Transcribe each record below character for character.

[Dataset entries]
+ + + + +

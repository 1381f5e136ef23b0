//! SoulMap - Visual Timeline
//!
//! Library exports for the server binary, client front-ends and tests.

pub mod api;
pub mod client;
pub mod config;
pub mod db;
pub mod error;
pub mod models;
pub mod services;
pub mod state;

pub use config::config;
pub use error::{Error, Result};
pub use state::AppState;
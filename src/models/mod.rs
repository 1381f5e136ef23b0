//! Data models for SoulMap.
//!
//! Moments, their categorical selectors, collections and memberships.

mod collection;
mod moment;

pub use collection::*;
pub use moment::*;

use chrono::{SecondsFormat, Utc};
use uuid::Uuid;

/// Generate a new UUID
pub fn new_id() -> String {
    Uuid::new_v4().to_string()
}

/// Current UTC timestamp as stored in the database.
///
/// Fixed-width RFC 3339 so that text ordering matches time ordering.
pub fn now_timestamp() -> String {
    Utc::now().to_rfc3339_opts(SecondsFormat::Millis, true)
}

+ + + + +

**SOLUTION TO THIS EXERCISE**
repository 1381f5e136ef23b0
//! SoulMap - Visual Timeline
//!
//! Library exports for the server binary, client front-ends and tests.

pub mod api;
pub mod client;
pub mod config;
pub mod db;
pub mod error;
pub mod models;
pub mod services;
pub mod state;

pub use config::config;
pub use error::{Error, Result};
pub use state::AppState;
filename src/models/mod.rs
repository 1381f5e136ef23b0
//! Data models for SoulMap.
//!
//! Moments, their categorical selectors, collections and memberships.

mod collection;
mod moment;

pub use collection::*;
pub use moment::*;

use chrono::{SecondsFormat, Utc};
use uuid::Uuid;

/// Generate a new UUID
pub fn new_id() -> String {
    Uuid::new_v4().to_string()
}

/// Current UTC timestamp as stored in the database.
///
/// Fixed-width RFC 3339 so that text ordering matches time ordering.
pub fn now_timestamp() -> String {
    Utc::now().to_rfc3339_opts(SecondsFormat::Millis, true)
}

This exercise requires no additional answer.